New Computer Modern sample

Chemists traditionally don’t use upright italic style for chemical formulas, but if you did want to, you’d write \symup{\alpha} in math mode to use the letters you set with \setmathfont[range=up]. To use the upright italic style in text mode, you would probably set up the {ui} shape similarly to the interface of cfr-lm.

What you probably want to do here is to set your \mathrm font to one that has Greek letters, such as New Computer Modern or CMU Serif. The default font, Latin Modern, doesn’t, and that’s why it wasn’t working for you. I introduce a command \chem so you can tweak it or switch to another font (with something like \textnormal{\chemfont #1}, or by declaring a new math font face) by changing that one line.

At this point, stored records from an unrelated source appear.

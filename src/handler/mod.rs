//! Base for all request handlers.
use crate::auth::{AuthError, Authenticator};
use crate::content::{
    MediaTypeDeserializer, MediaTypeErrorSerializer, MediaTypeSerde, MediaTypeSerializer,
};
use crate::filter::{ErrFilter, OkFilter, RequestFilter, ResFilter};
use crate::request::Request;
use crate::response::Response;

pub type Res<O, E> = std::result::Result<Response<O>, Response<E>>;
pub type RawResult = Res<Vec<u8>, Vec<u8>>;

/// An HTTP application is made of one or more handlers, composed
/// together.
pub trait Handler<I, O, E, C>: Sync + Send
where
    I: 'static + Sync,
    O: 'static + Sync,
    E: 'static + Sync,
{
    /// Handle an HTTP request.
    fn handle(&self, request: Request<I>, context: &mut C) -> Res<O, E>;

    fn authenticated<F>(self, f: F) -> Authenticator<F, Self>
    where
        F: Fn(&Request<I>, &mut C) -> Result<(), AuthError> + 'static + Send + Sync,
        Self: Sized,
    {
        Authenticator::new(f, self)
    }
    fn res_filter<F, FO, FE>(self, f: F) -> ResFilter<Self, F, O, E>
    where
        F: Fn(Res<O, E>, &mut C) -> Res<FO, FE> + Send + Sync,
        Self: Sized,
    {
        ResFilter::new(f, self)
    }
    fn request_filter<F, FI>(self, f: F) -> RequestFilter<Self, F, I>
    where
        F: Fn(Request<I>, &mut C) -> Result<Request<FI>, Response<E>> + Send + Sync,
        Self: Sized,
    {
        RequestFilter::new(f, self)
    }
    fn response_filter<F, FO>(self, f: F) -> OkFilter<Self, F, O>
    where
        F: Fn(Response<O>, &mut C) -> Response<FO> + Send + Sync,
        Self: Sized,
    {
        OkFilter::new(f, self)
    }

    fn error_filter<F, FE>(self, f: F) -> ErrFilter<Self, F, E>
    where
        F: Fn(Response<E>, &mut C) -> Response<FE> + Send + Sync,
        Self: Sized,
    {
        ErrFilter::new(f, self)
    }
    fn serialized(self) -> MediaTypeSerializer<Self, I, O>
    where
        Self: Sized,
    {
        MediaTypeSerializer::new(self)
    }
    fn deserialized(self) -> MediaTypeDeserializer<Self, I, O>
    where
        Self: Sized,
    {
        MediaTypeDeserializer::new(self)
    }
    fn serdeserialized(self) -> MediaTypeSerde<Self, I, O>
    where
        Self: Sized,
    {
        MediaTypeSerde::new(self)
    }
    fn serialized_error(self) -> MediaTypeErrorSerializer<Self, I, E>
    where
        Self: Sized,
    {
        MediaTypeErrorSerializer::new(self)
    }
}

pub type HandlerFunc<I, O, E, C> = Box<dyn Fn(Request<I>, &mut C) -> Res<O, E> + Send + Sync>;

pub struct FnHandler<I, O, E, C> {
    f: HandlerFunc<I, O, E, C>,
}

impl<I, O, E, C> FnHandler<I, O, E, C> {
    pub fn new(f: HandlerFunc<I, O, E, C>) -> Self {
        Self { f }
    }
}

impl<I, O, E, C> Handler<I, O, E, C> for FnHandler<I, O, E, C>
where
    I: 'static + Sync,
    O: 'static + Sync,
    E: 'static + Sync,
{
    fn handle(&self, request: Request<I>, context: &mut C) -> Res<O, E> {
        (self.f)(request, context)
    }
}

impl<F, I, O, E, C> Handler<I, O, E, C> for F
where
    F: Fn(Request<I>, &mut C) -> Res<O, E> + Send + Sync,
    O: Sync + 'static,
    I: Sync + 'static,
    E: Sync + 'static,
{
    fn handle(&self, request: Request<I>, context: &mut C) -> Res<O, E> {
        (self)(request, context)
    }
}
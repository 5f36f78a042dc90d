//! Bearer token authentication (RFC 6750).
use std::marker::PhantomData;

use crate::auth::{AuthDescriptor, AuthError, AuthKind, AuthStrategy};
use crate::bind::Source;
use crate::request::{Header, Request};

/// Verifies a `Authorization: Bearer <token>` header against a
/// user-supplied function, producing a principal `P` on success.
pub struct BearerAuth<P, F> {
    verify: F,
    _principal: PhantomData<fn() -> P>,
}

impl<P, F> BearerAuth<P, F>
where
    F: Fn(&str) -> Option<P> + Send + Sync,
    P: 'static + Send + Sync,
{
    pub fn new(verify: F) -> Self {
        Self {
            verify,
            _principal: PhantomData,
        }
    }
}

impl<P, F> AuthStrategy for BearerAuth<P, F>
where
    F: Fn(&str) -> Option<P> + Send + Sync,
    P: 'static + Send + Sync,
{
    type Principal = P;

    fn extract<T>(&self, request: &Request<T>) -> Result<P, AuthError> {
        let header = request
            .headers
            .get(&Header::new("authorization"))
            .ok_or_else(|| AuthError::new("missing Authorization header"))?;
        let token = header
            .strip_prefix("Bearer ")
            .ok_or_else(|| AuthError::new("expected Bearer auth scheme"))?;
        (self.verify)(token).ok_or_else(|| AuthError::new("invalid or expired token"))
    }

    fn descriptor(&self) -> AuthDescriptor {
        AuthDescriptor {
            scheme: "Bearer",
            kind: AuthKind::Bearer,
            location: Source::Header,
            field: "Authorization".to_string(),
        }
    }
}

#[cfg(test)]
mod test {
    use super::*;
    use crate::request::Request;

    #[test]
    fn test_valid_token() {
        let strategy = BearerAuth::new(|token: &str| (token == "abc123").then(|| "svc-account".to_string()));
        let request: Request<Vec<u8>> = Request::default().with_header("authorization", "Bearer abc123");
        assert_eq!(strategy.extract(&request).unwrap(), "svc-account");
    }

    #[test]
    fn test_invalid_token_rejected() {
        let strategy = BearerAuth::new(|token: &str| (token == "abc123").then(|| ()));
        let request: Request<Vec<u8>> = Request::default().with_header("authorization", "Bearer wrong");
        assert!(strategy.extract(&request).is_err());
    }
}
//! Automatic implementation of JSON de/serialization for types that implement
//! [`serde::Serialize`](serde::Serialize) and [`serde::Deserialize`](serde::Deserialize).
//!
//! If for some reason you want to implement custom JSON serialization
//! for some types while using `serde_json` for others, you can define
//! a different media type and implement [`Serialize`](crate::content::Serialize)
//! and [`Deserialize`](crate::content::Deserialize) for it.
//! ```
//! use tyhttp::media_type;
//! media_type!(CustomApplicationJson, "application", "json");
//! ```
use crate::content::mediatypes::ApplicationJson;
use crate::content::{Deserialize, SerializationError, Serialize};

impl<T> Serialize<ApplicationJson> for T
where
    T: serde::Serialize,
{
    fn serialize(self) -> Result<Vec<u8>, SerializationError> {
        match serde_json::to_vec(&self) {
            Ok(bytes) => Ok(bytes),
            Err(e) => Err(SerializationError::new(&e.to_string())),
        }
    }
}

impl<T> Deserialize<T> for ApplicationJson
where
    T: serde::de::DeserializeOwned,
{
    fn deserialize(bytes: Vec<u8>) -> Result<T, SerializationError> {
        match serde_json::from_slice(&bytes[..]) {
            Ok(p) => Ok(p),
            Err(e) => Err(SerializationError::new(&e.to_string())),
        }
    }
}
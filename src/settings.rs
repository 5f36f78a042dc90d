//! Framework settings (spec.md §6 "Settings (enumerated)").
//!
//! Loading these from the environment or a config file is an explicit
//! non-goal (spec.md §1): the core only owns the value types and a builder,
//! the same way the teacher's `TcpServer::new` takes already-resolved
//! arguments rather than reading the environment itself. An embedding
//! application is expected to populate a `FrameworkSettings` however it
//! likes (a name-mangled env var per spec.md §6, a config file, CLI flags)
//! and hand the finished value to the settings-attach middleware.
use std::sync::Arc;

/// How the correlation id middleware sources the per-request id (spec.md
/// §3 "Correlation id").
#[derive(Debug, Clone, Copy, PartialEq, Eq)]
pub enum CorrelationIdMode {
    /// Reuse the inbound header if present and non-empty, else generate.
    AcceptFromHeader,
    /// Always generate a fresh id, ignoring any inbound header.
    AlwaysGenerate,
}

impl Default for CorrelationIdMode {
    fn default() -> Self {
        Self::AcceptFromHeader
    }
}

/// CORS configuration (spec.md §6 `cors.*`).
#[derive(Debug, Clone)]
pub struct CorsSettings {
    pub allowed_origins: Vec<String>,
    pub allowed_methods: Vec<String>,
    pub allowed_headers: Vec<String>,
    pub allow_credentials: bool,
}

impl Default for CorsSettings {
    fn default() -> Self {
        Self {
            allowed_origins: Vec::new(),
            allowed_methods: vec![
                "GET".into(),
                "POST".into(),
                "PUT".into(),
                "PATCH".into(),
                "DELETE".into(),
                "OPTIONS".into(),
            ],
            allowed_headers: vec!["Content-Type".into(), "Authorization".into()],
            allow_credentials: false,
        }
    }
}

impl CorsSettings {
    pub fn allows_origin(&self, origin: &str) -> bool {
        self.allowed_origins.iter().any(|o| o == "*" || o == origin)
    }
}

/// `request.*` settings (spec.md §6), attached to every `RequestContext` by
/// the settings-attach middleware (spec.md §4.E item 1).
#[derive(Debug, Clone)]
pub struct RequestSettings {
    pub allow_unknown_fields: bool,
    pub log_request_body: bool,
    pub request_id_mode: CorrelationIdMode,
    pub request_id_header: String,
    pub cors: CorsSettings,
}

impl Default for RequestSettings {
    fn default() -> Self {
        Self {
            allow_unknown_fields: false,
            log_request_body: false,
            request_id_mode: CorrelationIdMode::default(),
            request_id_header: "X-Request-Id".to_string(),
            cors: CorsSettings::default(),
        }
    }
}

/// `server.*` settings.
#[derive(Debug, Clone)]
pub struct ServerSettings {
    pub host: String,
    pub port: u16,
}

impl Default for ServerSettings {
    fn default() -> Self {
        Self {
            host: "0.0.0.0".to_string(),
            port: 9999,
        }
    }
}

/// `docs.*` settings. The document generator itself is an external
/// collaborator (spec.md §1); these are just the knobs it reads.
#[derive(Debug, Clone, Default)]
pub struct DocsSettings {
    pub generate: bool,
    pub mount: bool,
    pub ui_path: String,
    pub openapi_file_path: String,
}

/// `application.*` settings.
#[derive(Debug, Clone, Default)]
pub struct ApplicationSettings {
    pub name: String,
    pub version: String,
}

/// `telemetry.*` settings. Telemetry SDK wiring is out of scope (spec.md
/// §1); this only records whether the optional span middleware should run.
#[derive(Debug, Clone, Default)]
pub struct TelemetrySettings {
    pub enabled: bool,
}

/// The full, process-wide settings object, fixed at bootstrap and read-only
/// afterward (spec.md §5 "Shared resources").
#[derive(Debug, Clone, Default)]
pub struct FrameworkSettings {
    pub server: ServerSettings,
    pub request: RequestSettings,
    pub docs: DocsSettings,
    pub application: ApplicationSettings,
    pub telemetry: TelemetrySettings,
}

impl FrameworkSettings {
    pub fn new() -> Self {
        Self::default()
    }
    pub fn request_settings(&self) -> Arc<RequestSettings> {
        Arc::new(self.request.clone())
    }
    pub fn with_host(mut self, host: impl Into<String>) -> Self {
        self.server.host = host.into();
        self
    }
    pub fn with_port(mut self, port: u16) -> Self {
        self.server.port = port;
        self
    }
    pub fn with_request_id_header(mut self, header: impl Into<String>) -> Self {
        self.request.request_id_header = header.into();
        self
    }
    pub fn with_request_id_mode(mut self, mode: CorrelationIdMode) -> Self {
        self.request.request_id_mode = mode;
        self
    }
    pub fn with_allow_unknown_fields(mut self, allow: bool) -> Self {
        self.request.allow_unknown_fields = allow;
        self
    }
    pub fn with_cors(mut self, cors: CorsSettings) -> Self {
        self.request.cors = cors;
        self
    }
    pub fn with_application(mut self, name: impl Into<String>, version: impl Into<String>) -> Self {
        self.application = ApplicationSettings {
            name: name.into(),
            version: version.into(),
        };
        self
    }
}

#[cfg(test)]
mod test {
    use super::*;

    #[test]
    fn test_defaults_match_spec() {
        let settings = FrameworkSettings::default();
        assert_eq!(settings.server.host, "0.0.0.0");
        assert_eq!(settings.server.port, 9999);
        assert!(!settings.request.allow_unknown_fields);
        assert!(!settings.request.log_request_body);
        assert_eq!(settings.request.request_id_mode, CorrelationIdMode::AcceptFromHeader);
    }

    #[test]
    fn test_cors_allows_origin() {
        let cors = CorsSettings {
            allowed_origins: vec!["https://example.com".to_string()],
            ..CorsSettings::default()
        };
        assert!(cors.allows_origin("https://example.com"));
        assert!(!cors.allows_origin("https://evil.example"));
    }

    #[test]
    fn test_builder() {
        let settings = FrameworkSettings::new()
            .with_port(8080)
            .with_request_id_header("X-Trace-Id");
        assert_eq!(settings.server.port, 8080);
        assert_eq!(settings.request.request_id_header, "X-Trace-Id");
    }
}
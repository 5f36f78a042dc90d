//! I/O utilities.
use std::io;
use std::io::prelude::*;

/// Converts LF to CRLF in the inner stream.
pub struct ConvertLFtoCRLF<R> {
    inner: R,
}

impl<R> ConvertLFtoCRLF<R> {
    pub fn new(inner: R) -> Self {
        Self { inner }
    }
    fn convert_lf_to_crlf(data: &[u8], out: &mut [u8]) -> usize {
        let mut out_idx = 0;
        for char in data {
            if char == &b'\n' {
                out[out_idx] = b'\r';
                out[out_idx + 1] = b'\n';
                out_idx += 2;
            } else {
                out[out_idx] = *char;
                out_idx += 1;
            }
        }
        out_idx
    }
}

impl<R: Read> Read for ConvertLFtoCRLF<R> {
    fn read(&mut self, buf: &mut [u8]) -> io::Result<usize> {
        // Buffer for inner stream has to be half the size, because conversion
        // amplifies the size by up to 2 in worse case where every byte is \n
        let mut read_buf = vec![0; buf.len() / 2];
        let read_size = self.inner.read(&mut read_buf[..])?;
        let conv_size = Self::convert_lf_to_crlf(&read_buf[0..read_size], buf);
        Ok(conv_size)
    }
}

/// Combine a read-only stream and a write-only stream into one read-write stream.
pub struct ReadWriteAdapter<R: Read, W: Write> {
    reader: R,
    writer: W,
}

impl<R: Read, W: Write> ReadWriteAdapter<R, W> {
    pub fn new(reader: R, writer: W) -> Self {
        Self { reader, writer }
    }
}

impl<R: Read, W: Write> Read for ReadWriteAdapter<R, W> {
    fn read(&mut self, buf: &mut [u8]) -> std::result::Result<usize, std::io::Error> {
        self.reader.read(buf)
    }
}
impl<R: Read, W: Write> Write for ReadWriteAdapter<R, W> {
    fn write(&mut self, buf: &[u8]) -> std::result::Result<usize, std::io::Error> {
        self.writer.write(buf)
    }
    fn flush(&mut self) -> std::result::Result<(), std::io::Error> {
        self.writer.flush()
    }
}

#[cfg(test)]
mod test {
    use super::*;

    #[test]
    fn test_converter() {
        let data = b"this is a test\nreally\n";
        let mut converted = ConvertLFtoCRLF::new(&data[..]);

        let mut buf = vec![0; 1024];
        let read_size = converted.read(&mut buf[..]).unwrap();

        assert_eq!(24, read_size);

        let expected = b"this is a test\r\nreally\r\n".to_vec();
        assert_eq!(expected[..], buf[0..read_size]);
    }

    #[test]
    fn test_adapter_read() {
        let data = b"I love spaghetti";
        let mut adapter = ReadWriteAdapter::new(&data[..], vec![]);

        let mut buf = vec![0; 1024];
        let read_size = adapter.read(&mut buf).unwrap();
        assert_eq!(16, read_size);
        assert_eq!(data[..], buf[0..read_size]);
    }

    #[test]
    fn test_adapter_write() {
        let data = b"I love spaghetti";
        let readbuf = vec![];
        let mut writebuf = vec![0; 1024];

        let mut adapter = ReadWriteAdapter::new(&readbuf[..], &mut writebuf[..]);
        let write_size = adapter.write(&data[..]).unwrap();

        assert_eq!(16, write_size);
        assert_eq!(data[..], writebuf[0..write_size]);
    }
}
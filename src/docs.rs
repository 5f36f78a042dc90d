//! Documentation tag parsing (spec.md §4.G "Route documentation").
//!
//! Rust doc comments aren't available to running code, so routes pass their
//! doc comment text in explicitly and this module parses the `@Tag value`
//! lines out of it, the same way route registration already takes its
//! pattern as an explicit `&str` argument rather than inspecting source.
use std::collections::HashMap;

/// Parsed `@`-tag metadata from a route's doc comment text.
#[derive(Debug, Clone, Default, PartialEq, Eq)]
pub struct RouteDocs {
    pub id: Option<String>,
    pub tags: Vec<String>,
    pub summary: Option<String>,
    pub description: Option<String>,
    pub status_codes: Vec<(u16, String)>,
    pub deprecated: bool,
    pub errors: Vec<String>,
}

impl RouteDocs {
    /// Parse `@ID`, `@Tag`, `@Summary`, `@Description`, `@StatusCode`,
    /// `@Deprecated` and `@Error` lines out of `text`. Unrecognized lines
    /// are appended to the description, so free-form prose before the tags
    /// still comes through.
    pub fn parse(text: &str) -> Self {
        let mut docs = RouteDocs::default();
        let mut description_lines = Vec::new();

        for line in text.lines() {
            let line = line.trim();
            if line.is_empty() {
                continue;
            }
            if let Some(rest) = line.strip_prefix("@ID") {
                docs.id = Some(rest.trim().to_string());
            } else if let Some(rest) = line.strip_prefix("@Tag") {
                docs.tags.push(rest.trim().to_string());
            } else if let Some(rest) = line.strip_prefix("@Summary") {
                docs.summary = Some(rest.trim().to_string());
            } else if let Some(rest) = line.strip_prefix("@Description") {
                description_lines.push(rest.trim().to_string());
            } else if let Some(rest) = line.strip_prefix("@StatusCode") {
                if let Some((code, message)) = rest.trim().split_once(' ') {
                    if let Ok(code) = code.parse::<u16>() {
                        docs.status_codes.push((code, message.trim().to_string()));
                    }
                }
            } else if line.strip_prefix("@Deprecated").is_some() {
                docs.deprecated = true;
            } else if let Some(rest) = line.strip_prefix("@Error") {
                docs.errors.push(rest.trim().to_string());
            } else {
                description_lines.push(line.to_string());
            }
        }
        if !description_lines.is_empty() {
            let joined = description_lines.join(" ");
            docs.description = Some(match docs.description.take() {
                Some(existing) => format!("{} {}", existing, joined),
                None => joined,
            });
        }
        docs
    }
}

/// Group parsed route docs by their `@Tag` value, for a document generator
/// that wants to section routes by tag. Routes with no tag land under `""`.
pub fn group_by_tag(docs: &[RouteDocs]) -> HashMap<String, Vec<&RouteDocs>> {
    let mut groups: HashMap<String, Vec<&RouteDocs>> = HashMap::new();
    for doc in docs {
        if doc.tags.is_empty() {
            groups.entry(String::new()).or_default().push(doc);
        } else {
            for tag in &doc.tags {
                groups.entry(tag.clone()).or_default().push(doc);
            }
        }
    }
    groups
}

#[cfg(test)]
mod test {
    use super::*;

    #[test]
    fn test_parses_all_tags() {
        let text = "\
            @ID getUser\n\
            @Tag users\n\
            @Summary Fetch a user by id\n\
            @Description Looks the user up by their numeric id.\n\
            @StatusCode 404 user not found\n\
            @Deprecated\n\
            @Error NotFound\n\
        ";
        let docs = RouteDocs::parse(text);
        assert_eq!(docs.id.as_deref(), Some("getUser"));
        assert_eq!(docs.tags, vec!["users".to_string()]);
        assert_eq!(docs.summary.as_deref(), Some("Fetch a user by id"));
        assert_eq!(docs.description.as_deref(), Some("Looks the user up by their numeric id."));
        assert_eq!(docs.status_codes, vec![(404, "user not found".to_string())]);
        assert!(docs.deprecated);
        assert_eq!(docs.errors, vec!["NotFound".to_string()]);
    }

    #[test]
    fn test_untagged_lines_become_description() {
        let docs = RouteDocs::parse("Just a plain summary with no tags.");
        assert_eq!(docs.description.as_deref(), Some("Just a plain summary with no tags."));
        assert!(docs.id.is_none());
    }

    #[test]
    fn test_group_by_tag() {
        let mut a = RouteDocs::default();
        a.tags = vec!["users".to_string()];
        let mut b = RouteDocs::default();
        b.tags = vec!["users".to_string(), "admin".to_string()];
        let groups = group_by_tag(&[a, b]);
        assert_eq!(groups.get("users").unwrap().len(), 2);
        assert_eq!(groups.get("admin").unwrap().len(), 1);
    }
}
//! HTTP Basic authentication (RFC 7617).
use std::marker::PhantomData;

use base64::engine::general_purpose::STANDARD as BASE64;
use base64::Engine;

use crate::auth::{AuthDescriptor, AuthError, AuthKind, AuthStrategy};
use crate::bind::Source;
use crate::request::{Header, Request};

/// Verifies a `Authorization: Basic <base64(user:pass)>` header against a
/// user-supplied function, producing a principal `P` on success.
pub struct BasicAuth<P, F> {
    verify: F,
    _principal: PhantomData<fn() -> P>,
}

impl<P, F> BasicAuth<P, F>
where
    F: Fn(&str, &str) -> Option<P> + Send + Sync,
    P: 'static + Send + Sync,
{
    pub fn new(verify: F) -> Self {
        Self {
            verify,
            _principal: PhantomData,
        }
    }
}

impl<P, F> AuthStrategy for BasicAuth<P, F>
where
    F: Fn(&str, &str) -> Option<P> + Send + Sync,
    P: 'static + Send + Sync,
{
    type Principal = P;

    fn extract<T>(&self, request: &Request<T>) -> Result<P, AuthError> {
        let header = request
            .headers
            .get(&Header::new("authorization"))
            .ok_or_else(|| AuthError::new("missing Authorization header"))?;
        let encoded = header
            .strip_prefix("Basic ")
            .ok_or_else(|| AuthError::new("expected Basic auth scheme"))?;
        let decoded = BASE64
            .decode(encoded)
            .map_err(|_| AuthError::new("invalid base64 in Authorization header"))?;
        let decoded = String::from_utf8(decoded)
            .map_err(|_| AuthError::new("invalid utf8 in Authorization header"))?;
        let (user, pass) = decoded
            .split_once(':')
            .ok_or_else(|| AuthError::new("malformed basic auth credentials"))?;
        (self.verify)(user, pass).ok_or_else(|| AuthError::new("invalid credentials"))
    }

    fn descriptor(&self) -> AuthDescriptor {
        AuthDescriptor {
            scheme: "Basic",
            kind: AuthKind::Basic,
            location: Source::Header,
            field: "Authorization".to_string(),
        }
    }
}

#[cfg(test)]
mod test {
    use super::*;
    use crate::request::Request;

    #[test]
    fn test_valid_credentials() {
        let strategy = BasicAuth::new(|user: &str, pass: &str| {
            if user == "alice" && pass == "hunter2" {
                Some(user.to_string())
            } else {
                None
            }
        });
        let request: Request<Vec<u8>> = Request::default()
            .with_header("authorization", &format!("Basic {}", BASE64.encode("alice:hunter2")));
        assert_eq!(strategy.extract(&request).unwrap(), "alice");
    }

    #[test]
    fn test_wrong_password_rejected() {
        let strategy = BasicAuth::new(|user: &str, pass: &str| {
            (user == "alice" && pass == "hunter2").then(|| user.to_string())
        });
        let request: Request<Vec<u8>> = Request::default()
            .with_header("authorization", &format!("Basic {}", BASE64.encode("alice:wrong")));
        assert!(strategy.extract(&request).is_err());
    }

    #[test]
    fn test_missing_header_rejected() {
        let strategy = BasicAuth::new(|_: &str, _: &str| Some(()));
        let request: Request<Vec<u8>> = Request::default();
        assert!(strategy.extract(&request).is_err());
    }
}
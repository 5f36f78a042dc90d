//! Default reason phrases for HTTP status codes.

/// Return the standard reason phrase for a status code, or `"Unknown"` for
/// codes this table doesn't recognize.
pub fn default(status_code: u16) -> String {
    let phrase = match status_code {
        100 => "Continue",
        101 => "Switching Protocols",
        200 => "OK",
        201 => "Created",
        202 => "Accepted",
        204 => "No Content",
        206 => "Partial Content",
        301 => "Moved Permanently",
        302 => "Found",
        303 => "See Other",
        304 => "Not Modified",
        307 => "Temporary Redirect",
        308 => "Permanent Redirect",
        400 => "Bad Request",
        401 => "Unauthorized",
        403 => "Forbidden",
        404 => "Not Found",
        405 => "Method Not Allowed",
        406 => "Not Acceptable",
        408 => "Request Timeout",
        409 => "Conflict",
        410 => "Gone",
        411 => "Length Required",
        413 => "Payload Too Large",
        415 => "Unsupported Media Type",
        422 => "Unprocessable Entity",
        429 => "Too Many Requests",
        500 => "Internal Server Error",
        501 => "Not Implemented",
        502 => "Bad Gateway",
        503 => "Service Unavailable",
        504 => "Gateway Timeout",
        _ => "Unknown",
    };
    phrase.to_string()
}

#[cfg(test)]
mod test {
    use super::*;

    #[test]
    fn test_known_codes() {
        assert_eq!(default(200), "OK");
        assert_eq!(default(404), "Not Found");
        assert_eq!(default(422), "Unprocessable Entity");
    }

    #[test]
    fn test_unknown_code() {
        assert_eq!(default(499), "Unknown");
    }
}
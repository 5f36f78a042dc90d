//! RFC 6455 handshake helper (spec.md §6 "WebSocket upgrade"). The core
//! doesn't own a socket to upgrade (spec.md §1 Non-goals: "not a protocol
//! implementation of ... WebSocket framing"), so this only computes the
//! `Sec-WebSocket-Accept` value; writing the `101 Switching Protocols`
//! response and handing the raw connection off to a transport is the
//! caller's job.
use base64::engine::general_purpose::STANDARD as BASE64;
use base64::Engine;
use sha1::{Digest, Sha1};

use crate::request::{Header, RawRequest};

const WEBSOCKET_GUID: &str = "258EAFA5-E914-47DA-95CA-C5AB0DC85B11";

/// `base64(sha1(key + GUID))`, per RFC 6455 §1.3.
pub fn accept_key(sec_websocket_key: &str) -> String {
    let mut hasher = Sha1::new();
    hasher.update(sec_websocket_key.as_bytes());
    hasher.update(WEBSOCKET_GUID.as_bytes());
    BASE64.encode(hasher.finalize())
}

/// Whether `request` carries the headers of a WebSocket upgrade request:
/// `Upgrade: websocket` and `Connection` containing `upgrade`.
pub fn is_upgrade_request(request: &RawRequest) -> bool {
    let upgrades = request
        .headers
        .get(&Header::new("upgrade"))
        .map(|v| v.eq_ignore_ascii_case("websocket"))
        .unwrap_or(false);
    let connection_upgrades = request
        .headers
        .get(&Header::new("connection"))
        .map(|v| v.split(',').any(|part| part.trim().eq_ignore_ascii_case("upgrade")))
        .unwrap_or(false);
    upgrades && connection_upgrades
}

/// Extract `Sec-WebSocket-Key` from the request, if present.
pub fn sec_websocket_key(request: &RawRequest) -> Option<&str> {
    request
        .headers
        .get(&Header::new("sec-websocket-key"))
        .map(|s| s.as_str())
}

#[cfg(test)]
mod test {
    use super::*;
    use crate::request::Request;

    #[test]
    fn test_accept_key_matches_rfc6455_example() {
        // The worked example from RFC 6455 §1.3.
        assert_eq!(accept_key("dGhlIHNhbXBsZSBub25jZQ=="), "s3pPLMBiTxaQ9kYGzzhZRbK+xOo=");
    }

    #[test]
    fn test_is_upgrade_request() {
        let request = Request::default()
            .with_header("upgrade", "websocket")
            .with_header("connection", "Upgrade");
        assert!(is_upgrade_request(&request));

        let not_upgrade = Request::default();
        assert!(!is_upgrade_request(&not_upgrade));
    }

    #[test]
    fn test_sec_websocket_key_extracted() {
        let request = Request::default().with_header("Sec-WebSocket-Key", "dGhlIHNhbXBsZSBub25jZQ==");
        assert_eq!(sec_websocket_key(&request), Some("dGhlIHNhbXBsZSBub25jZQ=="));
    }
}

I took a few liberties with the source. You don’t want to use \text here, since it makes the formatting of the surrounding text bleed through, and therefore might give you CN. If you need to use a main font that does not contain Greek, you can \setmathrm{NewComputerModern}.

I changed the formatting slightly, to make nested outer parentheses slightly bigger than inner parentheses, and the brackets around those the same size.

You also would only want to load cfr-lm if you are compiling in PDFTeX.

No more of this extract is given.